- Nacholer Rani movie poster
- Directed by: Syed Wahiduzzaman Diamond
- Cinematography: Akhtar Hossain
- Edited by: Manir Hossain
- Production company: Pankouri
- Release date: June 30, 2006;
- Country: Bangladesh
- Language: Bengali

= Nacholer Rani =

Nacholer Rani (Queen of Nachol) is a 2006 Bangladeshi film. It is based on the early 1950s Santhal people uprising in Nachol Upazila in Chapai Nawabganj District, East Bengal and the role of social activist and reformer Ila Mitra. The film was the feature-length debut of director Syed Wahiduzzaman Diamond.

==Plot summary==
In 1950, Mitra took up the cause of the Santhals. She was married to Ramendra Nath Mitra, a zamindar of Ramchandrapur in Nachol. She left her lavish life and fought for the ill-treated Santhals.
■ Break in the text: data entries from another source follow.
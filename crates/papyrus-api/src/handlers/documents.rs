//! Document analysis routes.
//!
//! Extraction, summaries and mind maps run as tasks (queued, or inline when
//! no queue is available). Question answering and rewriting answer directly.

use std::sync::Arc;

use axum::{
    extract::{Path, State},
    http::StatusCode,
    response::{IntoResponse, Response},
    Json,
};
use chrono::{DateTime, Utc};
use serde::{Deserialize, Serialize};
use serde_json::Value as JsonValue;
use tracing::{debug, info};
use uuid::Uuid;

use papyrus_core::{
    ContentType, ConversationTurn, DocumentFile, ExtractionOptions, GenerationBackend,
    MindmapOptions, QaAnswer, RewriteOptions, SubmissionMode, SummaryOptions, TaskStatus,
    TaskType,
};
use papyrus_inference::DocumentAnalyzer;
use papyrus_jobs::{handlers::load_extracted_text, ContentCheck, SubmittedTask};

use crate::{ApiError, ApiJson, ApiResponse, AppState, CurrentUser, OptionalJson};

const QUESTION_MAX_CHARS: usize = 1000;
const REWRITE_MIN_CHARS: usize = 10;
const REWRITE_MAX_CHARS: usize = 10_000;

async fn owned_file(
    state: &AppState,
    file_id: Uuid,
    user_id: Uuid,
) -> Result<DocumentFile, ApiError> {
    state
        .repos
        .documents
        .get(file_id, user_id)
        .await?
        .ok_or(ApiError::FileNotFound(file_id))
}

async fn backend_for_user(
    state: &AppState,
    user_id: Uuid,
) -> Result<Arc<dyn GenerationBackend>, ApiError> {
    let settings = state.repos.user_settings.get_llm_settings(user_id).await?;
    Ok(state.provider.backend_for(settings.as_ref())?)
}

/// Accepted task, returned with 202.
#[derive(Debug, Serialize)]
pub struct TaskAccepted {
    pub task_id: Uuid,
    pub file_id: Uuid,
    pub task_type: TaskType,
    pub status: TaskStatus,
    pub mode: SubmissionMode,
}

impl TaskAccepted {
    fn response(file_id: Uuid, submitted: SubmittedTask) -> Response {
        let task = submitted.task;
        (
            StatusCode::ACCEPTED,
            ApiResponse::ok(Self {
                task_id: task.task_id,
                file_id,
                task_type: task.task_type,
                status: task.status,
                mode: submitted.mode,
            }),
        )
            .into_response()
    }
}

async fn submit(
    state: &AppState,
    user_id: Uuid,
    file_id: Uuid,
    task_type: TaskType,
    options: Option<JsonValue>,
) -> Result<Response, ApiError> {
    let submitted = state
        .submitter
        .submit(user_id, file_id, task_type, options)
        .await?;
    info!(
        subsystem = "api",
        task_id = %submitted.task.task_id,
        %task_type,
        file_id = %file_id,
        mode = ?submitted.mode,
        "Task submitted"
    );
    Ok(TaskAccepted::response(file_id, submitted))
}

#[derive(Debug, Serialize)]
pub struct ExtractionView {
    pub task_id: Uuid,
    pub file_id: Uuid,
    pub status: TaskStatus,
    pub result: Option<JsonValue>,
    pub completed_at: Option<DateTime<Utc>>,
}

/// POST /api/v1/documents/:file_id/extract
///
/// Returns the existing result with 200 when the document was already
/// extracted, otherwise starts an extraction task.
pub async fn extract_document(
    State(state): State<AppState>,
    CurrentUser(user_id): CurrentUser,
    Path(file_id): Path<Uuid>,
    OptionalJson(options): OptionalJson<ExtractionOptions>,
) -> Result<Response, ApiError> {
    owned_file(&state, file_id, user_id).await?;

    if let Some(task) = state
        .repos
        .tasks
        .existing_extraction(file_id, user_id)
        .await?
        .filter(|t| t.result.is_some())
    {
        debug!(
            subsystem = "api",
            task_id = %task.task_id,
            file_id = %file_id,
            "Returning existing extraction"
        );
        return Ok(ApiResponse::ok(ExtractionView {
            task_id: task.task_id,
            file_id,
            status: task.status,
            result: task.result,
            completed_at: task.completed_at,
        })
        .into_response());
    }

    let options = options
        .map(serde_json::to_value)
        .transpose()
        .map_err(papyrus_core::Error::from)?;
    submit(&state, user_id, file_id, TaskType::Extract, options).await
}

/// GET /api/v1/documents/:file_id/extraction
pub async fn get_extraction(
    State(state): State<AppState>,
    CurrentUser(user_id): CurrentUser,
    Path(file_id): Path<Uuid>,
) -> Result<Json<ApiResponse<ExtractionView>>, ApiError> {
    owned_file(&state, file_id, user_id).await?;

    let task = state
        .repos
        .tasks
        .existing_extraction(file_id, user_id)
        .await?
        .ok_or(ApiError::ExtractionNotFound(file_id))?;
    Ok(ApiResponse::ok(ExtractionView {
        task_id: task.task_id,
        file_id,
        status: task.status,
        result: task.result,
        completed_at: task.completed_at,
    }))
}

/// Checks shared by the summary and mind map routes before a task is created.
async fn prepare_analysis(state: &AppState, user_id: Uuid, file_id: Uuid) -> Result<(), ApiError> {
    owned_file(state, file_id, user_id).await?;
    load_extracted_text(&state.repos, file_id, user_id).await?;
    backend_for_user(state, user_id).await?;
    Ok(())
}

/// POST /api/v1/documents/:file_id/summarize
pub async fn summarize_document(
    State(state): State<AppState>,
    CurrentUser(user_id): CurrentUser,
    Path(file_id): Path<Uuid>,
    options: OptionalJson<SummaryOptions>,
) -> Result<Response, ApiError> {
    prepare_analysis(&state, user_id, file_id).await?;
    let options = options.unwrap_or_default();
    let options = serde_json::to_value(options).map_err(papyrus_core::Error::from)?;
    submit(&state, user_id, file_id, TaskType::Summarize, Some(options)).await
}

/// POST /api/v1/documents/:file_id/mindmap
pub async fn generate_mindmap(
    State(state): State<AppState>,
    CurrentUser(user_id): CurrentUser,
    Path(file_id): Path<Uuid>,
    options: OptionalJson<MindmapOptions>,
) -> Result<Response, ApiError> {
    prepare_analysis(&state, user_id, file_id).await?;
    let options = options.unwrap_or_default();
    let options = serde_json::to_value(options).map_err(papyrus_core::Error::from)?;
    submit(&state, user_id, file_id, TaskType::Mindmap, Some(options)).await
}

fn default_true() -> bool {
    true
}

#[derive(Debug, Deserialize)]
pub struct QaRequest {
    pub question: String,
    #[serde(default)]
    pub history: Vec<ConversationTurn>,
    #[serde(default = "default_true")]
    pub include_sources: bool,
    #[serde(default = "default_true")]
    pub include_suggestions: bool,
}

/// POST /api/v1/documents/:file_id/qa
pub async fn question_answer(
    State(state): State<AppState>,
    CurrentUser(user_id): CurrentUser,
    Path(file_id): Path<Uuid>,
    ApiJson(request): ApiJson<QaRequest>,
) -> Result<Json<ApiResponse<QaAnswer>>, ApiError> {
    let question_chars = request.question.trim().chars().count();
    if question_chars == 0 || question_chars > QUESTION_MAX_CHARS {
        return Err(ApiError::BadRequest(format!(
            "question must be between 1 and {} characters",
            QUESTION_MAX_CHARS
        )));
    }

    owned_file(&state, file_id, user_id).await?;
    let text = load_extracted_text(&state.repos, file_id, user_id).await?;
    let backend = backend_for_user(&state, user_id).await?;

    let mut answer = DocumentAnalyzer::new(backend)
        .answer_question(&text, &request.question, &request.history)
        .await
        .map_err(|e| ApiError::operation("QA_FAILED", e))?;
    if !request.include_sources {
        answer.sources.clear();
    }
    if !request.include_suggestions {
        answer.suggested_questions.clear();
    }

    Ok(ApiResponse::ok(answer))
}

#[derive(Debug, Deserialize)]
pub struct RewriteRequest {
    pub text: String,
    #[serde(flatten)]
    pub options: RewriteOptions,
}

#[derive(Debug, Serialize)]
pub struct RewriteView {
    pub rewritten_text: String,
    pub improvements: Vec<String>,
    pub original_length: usize,
    pub rewritten_length: usize,
}

/// POST /api/v1/documents/:file_id/rewrite
pub async fn rewrite_text(
    State(state): State<AppState>,
    CurrentUser(user_id): CurrentUser,
    Path(file_id): Path<Uuid>,
    ApiJson(request): ApiJson<RewriteRequest>,
) -> Result<Json<ApiResponse<RewriteView>>, ApiError> {
    let original_length = request.text.chars().count();
    if !(REWRITE_MIN_CHARS..=REWRITE_MAX_CHARS).contains(&original_length) {
        return Err(ApiError::BadRequest(format!(
            "text must be between {} and {} characters",
            REWRITE_MIN_CHARS, REWRITE_MAX_CHARS
        )));
    }

    owned_file(&state, file_id, user_id).await?;
    let backend = backend_for_user(&state, user_id).await?;

    let result = DocumentAnalyzer::new(backend)
        .rewrite(&request.text, &request.options)
        .await
        .map_err(|e| ApiError::operation("REWRITE_FAILED", e))?;

    Ok(ApiResponse::ok(RewriteView {
        rewritten_length: result.rewritten_text.chars().count(),
        rewritten_text: result.rewritten_text,
        improvements: result.improvements,
        original_length,
    }))
}

/// GET /api/v1/documents/:file_id/content/:content_type
pub async fn get_content(
    State(state): State<AppState>,
    CurrentUser(user_id): CurrentUser,
    Path((file_id, content_type)): Path<(Uuid, String)>,
) -> Result<Json<ApiResponse<ContentCheck>>, ApiError> {
    let content_type = content_type
        .parse::<ContentType>()
        .map_err(ApiError::BadRequest)?;
    let check = state
        .reconciler
        .check_content(file_id, user_id, content_type)
        .await?;
    Ok(ApiResponse::ok(check))
}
She garnered recognition for her dedication to their cause. She was treated as an uncrowned queen by the Santhals. They gave her the title Rani Ma (Queen mother).

==Production==
Diamond was the costume designer and scriptwriter as well. Shahana Shumi played the role of Ila Mitra. Other actors were Kajol Majumder, Rabiul Islam, Afsana Rahman, Sajjad, Ripon, and Tapon. About 450 Santhals and 250 policemen performed in the film. Ivana and Anima De Costa were the playback singers.

The theatrical release of the film was on June 30, 2006, which was observed as the 150th anniversary of the Santhal rebellion.

==Reception==
The film was screened at the 10th Dhaka International Film Festival. Diamond was awarded Atandra Padak for his direction of this film and Gangajatra.